SOURCE DATA ->

************

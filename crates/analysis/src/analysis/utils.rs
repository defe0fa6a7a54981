//! Utility functions for analysis module
//!
//! Shared helper functions used across analysis submodules.

use crate::errors::AnalysisError;
use statrs::function::erf::erfc;

/// Calculate mean of a vector
pub fn mean(values: &[f64]) -> f64 {
    if values.is_empty() {
        return 0.0;
    }
    values.iter().sum::<f64>() / values.len() as f64
}

/// Calculate standard deviation
pub fn std_dev(values: &[f64]) -> f64 {
    if values.len() < 2 {
        return 0.0;
    }

    let mean_val = mean(values);
    let variance =
        values.iter().map(|v| (v - mean_val).powi(2)).sum::<f64>() / (values.len() - 1) as f64;

    variance.sqrt()
}

/// Calculate median of a vector
pub fn median(values: &mut [f64]) -> f64 {
    if values.is_empty() {
        return 0.0;
    }

    values.sort_by(|a, b| a.partial_cmp(b).unwrap_or(std::cmp::Ordering::Equal));
    let mid = values.len() / 2;

    if values.len().is_multiple_of(2) {
        (values[mid - 1] + values[mid]) / 2.0
    } else {
        values[mid]
    }
}

/// Scale distances by their maximum so they fall in `[0, 1]`.
///
/// # Errors
///
/// * [`AnalysisError::DegenerateDistances`] for empty input, negative or
///   non-finite values, or a maximum of zero
/// * [`AnalysisError::OutOfUnitRange`] if a scaled value escapes `[0, 1]`
pub fn normalize_by_max(values: &[f64]) -> Result<Vec<f64>, AnalysisError> {
    if values.is_empty() {
        return Err(AnalysisError::DegenerateDistances(
            "no distances to scale".to_string(),
        ));
    }
    if let Some(idx) = values.iter().position(|v| !v.is_finite() || *v < 0.0) {
        return Err(AnalysisError::DegenerateDistances(format!(
            "invalid distance {} at position {idx}",
            values[idx]
        )));
    }

    let max = values.iter().copied().fold(0.0_f64, f64::max);
    if max <= 0.0 {
        return Err(AnalysisError::DegenerateDistances(
            "all distances are zero".to_string(),
        ));
    }

    let scaled: Vec<f64> = values.iter().map(|v| v / max).collect();
    if let Some(index) = scaled.iter().position(|v| !(0.0..=1.0).contains(v)) {
        return Err(AnalysisError::OutOfUnitRange {
            index,
            value: scaled[index],
        });
    }
    Ok(scaled)
}

/// Two-sided tail probability of a standard normal statistic.
#[inline]
pub fn two_sided_p_value(z: f64) -> f64 {
    erfc(z.abs() / std::f64::consts::SQRT_2)
}

#[cfg(test)]
mod tests {
    use super::*;

    #[test]
    fn test_mean() {
        assert_eq!(mean(&[1.0, 2.0, 3.0, 4.0, 5.0]), 3.0);
        assert_eq!(mean(&[]), 0.0);
        assert_eq!(mean(&[5.0]), 5.0);
    }

    #[test]
    fn test_std_dev() {
        let values = vec![2.0, 4.0, 4.0, 4.0, 5.0, 5.0, 7.0, 9.0];
        let sd = std_dev(&values);
        assert!((sd - 2.138).abs() < 0.01);
    }

    #[test]
    fn test_median() {
        let mut values = vec![1.0, 3.0, 2.0, 5.0, 4.0];
        assert_eq!(median(&mut values), 3.0);

        let mut values_even = vec![1.0, 2.0, 3.0, 4.0];
        assert_eq!(median(&mut values_even), 2.5);
    }

    #[test]
    fn test_normalize_by_max() {
        let scaled = normalize_by_max(&[1.0, 4.0, 2.0, 0.0]).unwrap();
        assert_eq!(scaled, vec![0.25, 1.0, 0.5, 0.0]);
        assert!(scaled.iter().all(|v| (0.0..=1.0).contains(v)));
        assert!(scaled.contains(&1.0));
    }

    #[test]
    fn test_normalize_by_max_degenerate() {
        assert!(matches!(
            normalize_by_max(&[]),
            Err(AnalysisError::DegenerateDistances(_))
        ));
        assert!(matches!(
            normalize_by_max(&[0.0, 0.0, 0.0]),
            Err(AnalysisError::DegenerateDistances(_))
        ));
        assert!(normalize_by_max(&[1.0, f64::NAN]).is_err());
        assert!(normalize_by_max(&[1.0, -0.5]).is_err());
    }

    #[test]
    fn test_two_sided_p_value() {
        assert!((two_sided_p_value(1.959_964) - 0.05).abs() < 1e-6);
        assert!((two_sided_p_value(-1.959_964) - 0.05).abs() < 1e-6);
        assert!((two_sided_p_value(0.0) - 1.0).abs() < 1e-12);
    }

    #[test]
    fn test_two_sided_p_value_tails() {
        // 2 * (1 - Phi(|z|)) for z = 0.5 * sqrt(2), sqrt(2), 3 * sqrt(2), 5 * sqrt(2)
        let cases = [
            (0.5, 0.479_500_122_186_953_5),
            (1.0, 0.157_299_207_050_285_13),
            (3.0, 2.209_049_699_858_544e-5),
            (5.0, 1.537_459_794_428_034_8e-12),
        ];
        for (x, expected) in cases {
            let p = two_sided_p_value(x * std::f64::consts::SQRT_2);
            assert!(((p - expected) / expected).abs() < 1e-10, "x = {x}: {p}");
        }
        assert!(two_sided_p_value(40.0) >= 0.0);
    }
}
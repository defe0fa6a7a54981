use anyhow::Result;
use landgen_analysis::analysis::{DistanceSummary, IsolationResult};
use serde_json::json;

use crate::config::AnalysisConfig;

pub fn print_config(config: &AnalysisConfig, seed: u64) {
    println!("\n📋 Analysis Configuration");
    println!(
        "  • Database: {} (species {}) [-d, --database]",
        config.model.database.display(),
        config.model.species
    );
    println!("  • Burn-in: {} steps [--burn-in]", config.burn_in);
    println!("  • Timesteps: {} [-T, --timesteps]", config.timesteps);
    println!("  • Sample Size: {} [-n, --sample-size]", config.sample_size);
    if config.seed.is_some() {
        println!("  • Random Seed: {seed} [--seed]");
    } else {
        println!("  • Random Seed: {seed} (random) [--seed]");
    }
    println!("  • Environment Layers: {:?} [--env-layers]", config.env_layers);

    println!("\n📈 Regression");
    println!(
        "  • Intercept: {} [--intercept]",
        if config.intercept { "included" } else { "none" }
    );
    println!("  • Alpha: {} [--alpha]", config.alpha);
    println!(
        "  • Newton Iterations: {} (tol {:.0e}) [--max-iter, --tol]",
        config.max_iter, config.tol
    );
    println!();
}

fn format_summary(label: &str, s: &DistanceSummary) -> String {
    format!(
        "{label:<14} min {:>9.4}  max {:>9.4}  mean {:>9.4}  median {:>9.4}  sd {:>9.4}\n",
        s.min, s.max, s.mean, s.median, s.std_dev
    )
}

/// Render a run summary as pretty text.
pub fn pretty_summary(result: &IsolationResult, sample_size: usize, alpha: f64) -> String {
    let fit = &result.fit;
    let mut out = String::new();
    out.push_str("\n📊 IBD/IBE Summary\n");
    out.push_str("================================\n");
    out.push_str(&format!("Timestep: {}\n", result.timestep));
    out.push_str(&format!("Individuals sampled: {sample_size}\n"));
    out.push_str(&format!("Pairs compared: {}\n", result.n_pairs()));
    out.push_str("\nDistances:\n------------------\n");
    out.push_str(&format_summary("genetic", &result.gen_summary()));
    out.push_str(&format_summary("geographic", &result.geo_summary()));
    out.push_str(&format_summary("environmental", &result.env_summary()));
    out.push_str("\nLogit Regression:\n------------------\n");
    out.push_str(&format!(
        "{:<8} {:>10} {:>10} {:>9} {:>10}\n",
        "", "coef", "std err", "z", "P>|z|"
    ));
    for (i, name) in fit.names.iter().enumerate() {
        out.push_str(&format!(
            "{:<8} {:>10.4} {:>10.4} {:>9.3} {:>10.2e}\n",
            name, fit.params[i], fit.bse[i], fit.zvalues[i], fit.pvalues[i]
        ));
    }
    out.push_str(&format!("Pseudo-R²: {:.4}\n", fit.prsquared));
    out.push_str(&format!(
        "Log-likelihood: {:.4} (null {:.4})\n",
        fit.llf, fit.llnull
    ));
    out.push_str(&format!("Iterations: {}\n", fit.iterations));
    out.push_str(&format!("Significance threshold: {alpha}\n"));
    out
}

/// Render a run summary as JSON.
pub fn json_summary(result: &IsolationResult, sample_size: usize, alpha: f64) -> Result<String> {
    Ok(serde_json::to_string_pretty(&json!({
        "timestep": result.timestep,
        "sample_size": sample_size,
        "pairs": result.n_pairs(),
        "alpha": alpha,
        "distances": {
            "genetic": result.gen_summary(),
            "geographic": result.geo_summary(),
            "environmental": result.env_summary(),
        },
        "regression": result.fit,
    }))?)
}
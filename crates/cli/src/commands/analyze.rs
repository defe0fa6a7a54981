use anyhow::{Context, Result};
use landgen_analysis::analysis::IsolationAnalysis;
use landgen_sim::simulation::{Model, RecordedModel, WalkMode};
use rand::{Rng, SeedableRng};
use rand_xoshiro::Xoshiro256PlusPlus;
use tracing::{info, warn};

use crate::args::{AnalyzeArgs, SummaryFormat};
use crate::config::AnalysisConfig;
use crate::printing::{json_summary, pretty_summary, print_config};
use crate::render::{self, Figure, MapPanel};

pub fn run_analysis(args: &AnalyzeArgs) -> Result<()> {
    let config = AnalysisConfig::resolve(args)?;
    let seed = config.seed.unwrap_or_else(|| rand::rng().random());
    // JSON on stdout stays machine-readable
    let chatty = args.format == SummaryFormat::Pretty || args.summary.is_some();

    if chatty {
        println!("🔬 Analyzing isolation by distance and environment");
        print_config(&config, seed);
    }
    info!(seed, database = %config.model.database.display(), "starting analysis");

    let mut model = RecordedModel::from_params(&config.model).with_context(|| {
        format!("Failed to open model from {}", config.model.database.display())
    })?;

    model
        .walk(config.burn_in, WalkMode::Burn)
        .context("Burn-in failed")?;
    let before = model.species().clone();
    if chatty {
        println!(
            "✓ Burn-in complete: {} individuals at timestep {}",
            before.size(),
            model.timestep()
        );
    }

    model
        .walk(config.timesteps, WalkMode::Main)
        .context("Main phase failed")?;
    let after = model.species();
    if chatty {
        println!(
            "✓ Walked {} timesteps: {} individuals at timestep {}",
            config.timesteps,
            after.size(),
            model.timestep()
        );
    }

    if after.size() < config.sample_size {
        warn!(
            requested = config.sample_size,
            available = after.size(),
            "population smaller than sample size, analyzing every individual"
        );
    }
    let mut rng = Xoshiro256PlusPlus::seed_from_u64(seed);
    let sample = after.sample(&mut rng, config.sample_size);

    let result = IsolationAnalysis::new(config.isolation())
        .run(&sample)
        .context("Isolation analysis failed")?;
    let p_value = result
        .check_significance(config.alpha)
        .context("Isolation by distance not detected")?;
    if chatty {
        println!("✓ Geographic coefficient significant (p = {p_value:.2e})");
    }

    if !args.no_plot {
        let figure = Figure {
            landscape: model.landscape(),
            env_layer: config.env_layers[0],
            mask_layer: config.mask_layer,
            pca_before: MapPanel {
                title: "genetic PCA, before".to_string(),
                points: render::genetic_pca_points(&before, config.visual_pcs)?,
            },
            phenotype_before: MapPanel {
                title: "phenotype, before".to_string(),
                points: render::phenotype_points(&before, config.phenotype_trait),
            },
            pca_after: MapPanel {
                title: "genetic PCA, after".to_string(),
                points: render::genetic_pca_points(after, config.visual_pcs)?,
            },
            phenotype_after: MapPanel {
                title: "phenotype, after".to_string(),
                points: render::phenotype_points(after, config.phenotype_trait),
            },
            result: &result,
        };
        let path_3d = render::render(&figure, &config.output)
            .with_context(|| format!("Failed to render {}", config.output.display()))?;
        if chatty {
            println!("✓ Figure written to: {}", config.output.display());
            println!("✓ 3-D plot written to: {}", path_3d.display());
        }
    }

    let content = match args.format {
        SummaryFormat::Pretty => pretty_summary(&result, sample.size(), config.alpha),
        SummaryFormat::Json => json_summary(&result, sample.size(), config.alpha)?,
    };

    if let Some(path) = &args.summary {
        std::fs::write(path, content)
            .with_context(|| format!("Failed to write summary to {}", path.display()))?;
        println!("✓ Summary written to: {}", path.display());
    } else {
        println!("{content}");
    }

    Ok(())
}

************

WHAT YOU WILL DO -> From the records above, return each line where "maximum" occurs.

THE COMPLETED TASK ->
/// Scale distances by their maximum so they fall in `[0, 1]`.
///   non-finite values, or a maximum of zero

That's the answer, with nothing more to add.